(Saved data entries)
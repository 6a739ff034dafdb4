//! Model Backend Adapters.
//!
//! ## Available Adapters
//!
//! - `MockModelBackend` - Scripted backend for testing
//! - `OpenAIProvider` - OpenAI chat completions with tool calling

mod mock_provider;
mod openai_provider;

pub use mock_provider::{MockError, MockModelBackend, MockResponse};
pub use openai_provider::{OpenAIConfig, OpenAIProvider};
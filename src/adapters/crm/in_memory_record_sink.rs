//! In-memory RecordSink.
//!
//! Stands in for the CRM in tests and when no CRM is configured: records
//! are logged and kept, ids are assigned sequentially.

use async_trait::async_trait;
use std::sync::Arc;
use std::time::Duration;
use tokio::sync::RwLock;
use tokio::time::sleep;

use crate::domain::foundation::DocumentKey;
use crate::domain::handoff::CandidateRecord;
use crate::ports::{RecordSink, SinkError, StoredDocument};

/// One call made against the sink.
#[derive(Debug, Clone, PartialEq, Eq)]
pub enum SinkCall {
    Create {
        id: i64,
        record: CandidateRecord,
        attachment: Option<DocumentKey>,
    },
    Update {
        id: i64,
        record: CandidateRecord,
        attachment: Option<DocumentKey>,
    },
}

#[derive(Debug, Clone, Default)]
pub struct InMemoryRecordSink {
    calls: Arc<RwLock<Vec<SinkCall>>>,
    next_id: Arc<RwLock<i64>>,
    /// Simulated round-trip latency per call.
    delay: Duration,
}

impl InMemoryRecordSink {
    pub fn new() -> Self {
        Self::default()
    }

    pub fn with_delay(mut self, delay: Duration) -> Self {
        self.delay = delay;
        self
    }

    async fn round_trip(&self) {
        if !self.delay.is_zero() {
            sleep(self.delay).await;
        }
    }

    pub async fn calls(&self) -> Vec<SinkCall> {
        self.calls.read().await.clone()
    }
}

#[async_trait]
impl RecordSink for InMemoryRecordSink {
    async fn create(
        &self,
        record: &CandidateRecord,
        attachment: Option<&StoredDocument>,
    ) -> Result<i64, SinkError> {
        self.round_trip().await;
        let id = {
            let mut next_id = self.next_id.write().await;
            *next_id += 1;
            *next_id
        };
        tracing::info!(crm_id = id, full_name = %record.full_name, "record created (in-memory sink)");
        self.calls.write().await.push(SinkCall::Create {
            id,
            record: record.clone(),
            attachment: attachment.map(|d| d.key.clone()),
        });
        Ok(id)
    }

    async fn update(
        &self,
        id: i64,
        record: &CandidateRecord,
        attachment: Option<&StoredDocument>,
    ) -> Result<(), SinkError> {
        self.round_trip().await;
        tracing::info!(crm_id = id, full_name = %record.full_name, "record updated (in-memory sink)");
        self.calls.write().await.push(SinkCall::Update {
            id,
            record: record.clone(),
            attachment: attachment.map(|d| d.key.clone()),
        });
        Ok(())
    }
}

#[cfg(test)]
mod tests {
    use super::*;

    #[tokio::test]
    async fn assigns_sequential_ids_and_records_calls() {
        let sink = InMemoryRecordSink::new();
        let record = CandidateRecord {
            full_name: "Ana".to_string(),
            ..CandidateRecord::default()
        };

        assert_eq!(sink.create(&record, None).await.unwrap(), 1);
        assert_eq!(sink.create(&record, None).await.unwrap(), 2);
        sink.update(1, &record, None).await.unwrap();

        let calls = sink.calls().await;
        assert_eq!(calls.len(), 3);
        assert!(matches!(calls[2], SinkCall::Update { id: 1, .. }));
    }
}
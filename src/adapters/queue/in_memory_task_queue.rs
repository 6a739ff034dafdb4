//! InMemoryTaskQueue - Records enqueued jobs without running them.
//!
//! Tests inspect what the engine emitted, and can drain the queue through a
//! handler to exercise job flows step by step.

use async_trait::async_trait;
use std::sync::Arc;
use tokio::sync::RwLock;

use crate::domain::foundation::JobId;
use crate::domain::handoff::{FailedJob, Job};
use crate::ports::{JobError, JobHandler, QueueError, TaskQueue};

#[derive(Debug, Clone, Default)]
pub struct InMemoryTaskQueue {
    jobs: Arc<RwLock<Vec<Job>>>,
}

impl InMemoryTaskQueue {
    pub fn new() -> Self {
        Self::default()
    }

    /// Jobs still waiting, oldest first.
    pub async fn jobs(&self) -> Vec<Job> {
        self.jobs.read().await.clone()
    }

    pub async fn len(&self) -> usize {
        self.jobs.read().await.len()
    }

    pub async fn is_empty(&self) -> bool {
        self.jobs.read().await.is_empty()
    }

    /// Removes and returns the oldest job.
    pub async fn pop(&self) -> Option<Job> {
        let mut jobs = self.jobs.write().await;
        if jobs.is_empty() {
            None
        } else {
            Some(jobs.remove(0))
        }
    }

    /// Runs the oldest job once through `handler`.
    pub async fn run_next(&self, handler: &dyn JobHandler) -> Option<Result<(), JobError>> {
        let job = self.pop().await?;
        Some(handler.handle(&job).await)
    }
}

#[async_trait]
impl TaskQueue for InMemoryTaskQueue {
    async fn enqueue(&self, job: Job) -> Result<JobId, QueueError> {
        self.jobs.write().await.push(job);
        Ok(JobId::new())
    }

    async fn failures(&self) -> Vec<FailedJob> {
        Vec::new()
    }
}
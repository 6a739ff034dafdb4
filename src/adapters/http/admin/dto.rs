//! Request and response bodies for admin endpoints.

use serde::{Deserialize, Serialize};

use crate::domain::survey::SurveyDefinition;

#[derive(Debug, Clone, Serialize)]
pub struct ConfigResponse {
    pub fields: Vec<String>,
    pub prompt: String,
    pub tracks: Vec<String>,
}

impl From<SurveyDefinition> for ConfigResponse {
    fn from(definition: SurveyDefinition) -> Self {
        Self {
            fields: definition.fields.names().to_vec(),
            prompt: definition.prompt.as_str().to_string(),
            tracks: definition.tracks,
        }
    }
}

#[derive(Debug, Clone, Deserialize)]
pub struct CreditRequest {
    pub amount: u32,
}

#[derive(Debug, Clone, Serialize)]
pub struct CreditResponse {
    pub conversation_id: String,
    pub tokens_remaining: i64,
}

◆ **What is needed**
Write out only the lines that run from the line containing "mod openai_provider;" through the line containing "use tokio::time::sleep;", both included, exactly as they appear above.

◆ **Written solution**
mod openai_provider;

pub use mock_provider::{MockError, MockModelBackend, MockResponse};
pub use openai_provider::{OpenAIConfig, OpenAIProvider};
filename src/adapters/crm/in_memory_record_sink.rs
//! In-memory RecordSink.
//!
//! Stands in for the CRM in tests and when no CRM is configured: records
//! are logged and kept, ids are assigned sequentially.

use async_trait::async_trait;
use std::sync::Arc;
use std::time::Duration;
use tokio::sync::RwLock;
use tokio::time::sleep;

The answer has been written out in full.